Spreco Zero: per un’economia circolare e uno sviluppo sostenibile

L'intervista di Interris.it ad Andrea Segrè in occasione della Giornata Nazionale di Prevenzione dello Spreco Alimentare

spreco alimentare
A sinistra il professore Andrea Segrè. Foto di Anita Jankovic su Unsplash

Lo spreco alimentare è una cattiva pratica che nel nostro Paese sembra essere in aumento. Si tratta dell’insieme dei prodotti scartati dalla catena agroalimentare, che per ragioni economiche, estetiche o per la prossimità della scadenza di consumo, sono destinati ad essere eliminati, provocando un forte impatto economico ed ambientale. 

Spreco Zero 

Nata nel 2010 è l’unica campagna permanente di sensibilizzazione in Italia sul tema dello spreco alimentare. Promossa da Last Minute Market e realizzata in stretta partnership con il Ministero dell’Ambiente e della Sicurezza Energica e i progetti Reduce e 60 Sei Zero, Spreco Zero è diventato un movimento di pensiero e un valido strumento che permette di individuare obiettivi per promuovere le buone pratiche di prevenzione degli sprechi alimentari, la riduzione degli sprechi di acqua ed energia, la mobilità sostenibile, la prevenzione dei rifiuti, la riduzione del consumo di suolo, l’economia circolare e la sana alimentazione. 

L’intervista

In occasione della Giornata Nazionale di Prevenzione dello Spreco Alimentare, giunta alla sua undicesima edizione, dal tema “Make the difference. Stop #foodwaste”, Interris.it ha intervistato il professore Andrea Segrè, fondatore di Last Minute Market-impresa sociale, ideatore della campagna Spreco Zero e direttore scientifico dell’Osservatorio Waste Watcher International on Food and Sustainability. 

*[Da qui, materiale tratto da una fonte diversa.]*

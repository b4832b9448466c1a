use serde::{Deserialize, Serialize};

/// A point-in-time snapshot published by `StatsSampler` (§4.6). Derived
/// state, reset whenever the session ends.
#[derive(Debug, Clone, Copy, PartialEq, Serialize, Deserialize)]
pub struct StatsSample {
    pub fps: f32,
    pub rtt_ms: f64,
    pub bitrate_kbps: f64,
    pub packet_loss: f32,
    pub width: u32,
    pub height: u32,
    /// Normalized name (e.g. "HEVC" -> "H265"), not the raw SDP rtpmap name.
    pub codec: &'static str,
    pub input_ipc_ms: f64,
    pub input_send_ms: f64,
    pub input_total_ms: f64,
    pub input_rate_eps: f64,
}

impl StatsSample {
    /// Bitrate from a byte delta over a time window, per §4.6:
    /// `8 * delta_bytes / delta_seconds / 1000` kbps.
    pub fn bitrate_kbps_from_delta(delta_bytes: u64, delta_seconds: f64) -> f64 {
        if delta_seconds <= 0.0 {
            return 0.0;
        }
        8.0 * delta_bytes as f64 / delta_seconds / 1000.0
    }

    /// Normalize a raw SDP/stats codec name to the reporting name (§4.6).
    pub fn normalize_codec_name(raw: &str) -> &'static str {
        match raw.to_ascii_uppercase().as_str() {
            "HEVC" | "H265" => "H265",
            "AV1" => "AV1",
            _ => "H264",
        }
    }
}

#[cfg(test)]
mod tests {
    use super::*;

    #[test]
    fn bitrate_from_delta_matches_formula() {
        // 125_000 bytes over 1s = 1_000_000 bits/s = 1000 kbps.
        assert_eq!(StatsSample::bitrate_kbps_from_delta(125_000, 1.0), 1000.0);
    }

    #[test]
    fn bitrate_from_zero_elapsed_time_is_zero_not_nan() {
        assert_eq!(StatsSample::bitrate_kbps_from_delta(1000, 0.0), 0.0);
    }

    #[test]
    fn hevc_normalizes_to_h265() {
        assert_eq!(StatsSample::normalize_codec_name("HEVC"), "H265");
        assert_eq!(StatsSample::normalize_codec_name("hevc"), "H265");
    }

    #[test]
    fn unknown_codec_falls_back_to_h264() {
        assert_eq!(StatsSample::normalize_codec_name("VP9"), "H264");
    }
}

Professore, gli italiani sono spreconi?

“L’Osservatorio Waste Watcher International dimostra che nel 2024 la situazione sta peggiorando. Nelle nostre case il cibo ogni giorno buttato nella spazzatura è passato da 75 a quasi 81 grammi pro capite, ovvero si regista il 7,45% di spreco in più rispetto a un anno fa. Inoltre, viene mostrato che si spreca di più nelle città e nei grandi Comuni (+ 8%) e meno nei piccoli centri. Lo spreco poi, colpisce maggiormente le famiglie senza figli (+ 3%), i consumatori a basso potere d’acquisto (+ 17%), e il sud del nostro Paese (+ 4%)”. 

Quali sono le conseguenze che lo spreco alimentare ha sul ceto meno abbiente?

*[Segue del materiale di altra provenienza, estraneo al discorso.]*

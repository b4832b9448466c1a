pub mod config;
pub mod error;
pub mod frame;
pub mod messages;
pub mod session;
pub mod stats;

pub use config::*;
pub use error::*;
pub use frame::*;
pub use messages::*;
pub use session::*;
pub use stats::*;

“Esiste una stretta connessione fra inflazione e insicurezza globale da un lato e ricaduta sociale dall’altro, fra potere d’acquisto in calo costante e le conseguenti scelte dei consumatori che purtroppo non vanno in direzione della salute personale e dell’ambiente. L’effetto inflazione ha amplificato un fenomeno già presente nei ceti più poveri, ovvero quello di scegliere del cibo low cost con il forte rischio di abbassare anche la qualità e il valore nutrizionale degli alimenti stessi. Inoltre, questo cibo è spesso anche di facile deterioramento e questo aspetto comporta un aumento degli alimenti sprecati, con un aggravio degli stessi costi ambientali”. 

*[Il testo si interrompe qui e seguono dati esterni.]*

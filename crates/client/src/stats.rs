//! StatsSampler (§4.6): polls the peer connection once a second, derives
//! bitrate/RTT/codec, and publishes a `StatsSample` to observers. Grounded on
//! `webrtc_bridge::WebRtcBridge::get_stats`/`ice_failure_diagnostics` for the
//! stats-report shape and on `gfn_protocol::StatsSample` for the derivation
//! formulas (bitrate-from-delta, codec normalization).

use std::sync::Arc;
use std::sync::atomic::{AtomicBool, Ordering};
use std::time::Duration;

use gfn_protocol::{StatsSample, VideoCodec};
use tokio::sync::Mutex;
use tracing::debug;
use webrtc::stats::{ICECandidatePairStats, StatsReport, StatsReportType};

use crate::input::InputLatency;
use crate::webrtc_bridge::SharedBridge;

/// Receives each sample as it's produced. Implemented by the application
/// shell (UI overlay, logging sink, ...).
pub trait StatsObserver: Send + Sync {
    fn on_stats(&self, sample: StatsSample);
}

struct PrevSample {
    bytes_received: u64,
    instant: tokio::time::Instant,
}

/// Polls `bridge` on a 1s cadence until the peer connection closes.
pub struct StatsSampler {
    bridge: SharedBridge,
    width: u32,
    height: u32,
    codec: VideoCodec,
    latency: Arc<Mutex<InputLatency>>,
    running: AtomicBool,
}

impl StatsSampler {
    pub fn new(bridge: SharedBridge, width: u32, height: u32, codec: VideoCodec, latency: Arc<Mutex<InputLatency>>) -> Arc<Self> {
        Arc::new(Self { bridge, width, height, codec, latency, running: AtomicBool::new(true) })
    }

    pub fn stop(&self) {
        self.running.store(false, Ordering::Release);
    }

    /// Runs until `stop()` is called or the bridge's peer connection closes.
    pub async fn run(&self, observer: &dyn StatsObserver) {
        let mut interval = tokio::time::interval(Duration::from_secs(1));
        let mut prev: Option<PrevSample> = None;

        while self.running.load(Ordering::Acquire) {
            interval.tick().await;

            let bridge = crate::webrtc_bridge::snapshot(&self.bridge).await;
            if !bridge.is_connected() {
                debug!("stats sampler stopping: peer connection no longer connected");
                break;
            }

            let report = bridge.get_stats().await;
            let now = tokio::time::Instant::now();
            let bytes_received = inbound_video_bytes_received(&report);

            let bitrate_kbps = match (&prev, bytes_received) {
                (Some(p), Some(bytes)) => {
                    let delta_bytes = bytes.saturating_sub(p.bytes_received);
                    let delta_seconds = (now - p.instant).as_secs_f64();
                    StatsSample::bitrate_kbps_from_delta(delta_bytes, delta_seconds)
                }
                _ => 0.0,
            };
            if let Some(bytes) = bytes_received {
                prev = Some(PrevSample { bytes_received: bytes, instant: now });
            }

            let rtt_ms = succeeded_candidate_pair(&report)
                .map(|pair| pair.current_round_trip_time * 1000.0)
                .unwrap_or(0.0);
            let packet_loss = remote_inbound_fraction_lost(&report).unwrap_or(0.0) as f32;

            let latency = *self.latency.lock().await;

            observer.on_stats(StatsSample {
                fps: 0.0,
                rtt_ms,
                bitrate_kbps,
                packet_loss,
                width: self.width,
                height: self.height,
                codec: self.codec.normalized_name(),
                input_ipc_ms: latency.ipc_ms,
                input_send_ms: latency.send_ms,
                input_total_ms: latency.total_ms,
                input_rate_eps: latency.events_per_second,
            });
        }
    }
}

fn inbound_video_bytes_received(report: &StatsReport) -> Option<u64> {
    report.reports.values().find_map(|entry| match entry {
        StatsReportType::InboundRTP(stats) if stats.kind == "video" => Some(stats.bytes_received),
        _ => None,
    })
}

fn succeeded_candidate_pair(report: &StatsReport) -> Option<&ICECandidatePairStats> {
    report.reports.values().find_map(|entry| match entry {
        StatsReportType::CandidatePair(pair) if pair.state == webrtc::ice::candidate::CandidatePairState::Succeeded => Some(pair),
        _ => None,
    })
}

fn remote_inbound_fraction_lost(report: &StatsReport) -> Option<f64> {
    report.reports.values().find_map(|entry| match entry {
        StatsReportType::RemoteInboundRTP(stats) => Some(stats.fraction_lost),
        _ => None,
    })
}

L’Osservatorio Waste dall’Osservatorio Waste Watcher International ha ideato un’app chiamata Sprecometro. Di cosa si tratta e a che cosa serve?

“Questo strumento consente di misurare in grammi lo spreco alimentare di ognuno seguendo un diario giornaliero e di trasformare il peso in impatto economico (Euro) e ambientale (H20 e CO2). In base ai risultati delle rilevazioni, fornisce dei contenuti didattici che hanno l’obiettivo di stimolare comportamenti, volti alla riduzione dello spreco alimentare e all’adozione di diete sane e sostenibili. Inoltre, l’app permette ad ogni persona che la utilizza di fissare degli obiettivi di riduzione dello spreco in linea con l’Agenda Onu per lo sviluppo sostenibile, di confrontarsi con altri utenti e di calcolare i dati aggregati di impatto economico e ambientale per valutare i progressi del singolo o del gruppo di riferimento”.

C’è una proposta di legge per rendere obbligatorie le doggy bag nei ristoranti. Cosa ne pensano i consumatori? 

“I dati dell’Osservatorio Waste Watcher International rilevati per FIPE/Confcommercio dimostrano che un italiano su due chiede di trovare la doggy bag di default al ristorante, mentre uno su tre consiglia di dotarsi di bag riutilizzabili ed eco-compatibili, in modo di abbattere anche i costi della confezione, che se fosse a monouso finirebbe per gravare sulle tasche o del commerciante o del consumatore. Inoltre, il 26% suggerisce ai ristoratori di fornire un opuscolo con consigli per il consumo a casa degli avanzi e per la creazione di nuovi piatti a partire da questo cibo. Infine, credo sia cosa buona non chiamarladoggy bag’ (borsa per il cane) in quanto si rischia di togliere valore al gesto del recupero del cibo e a tal proposito di usare il termine ‘family bag’”.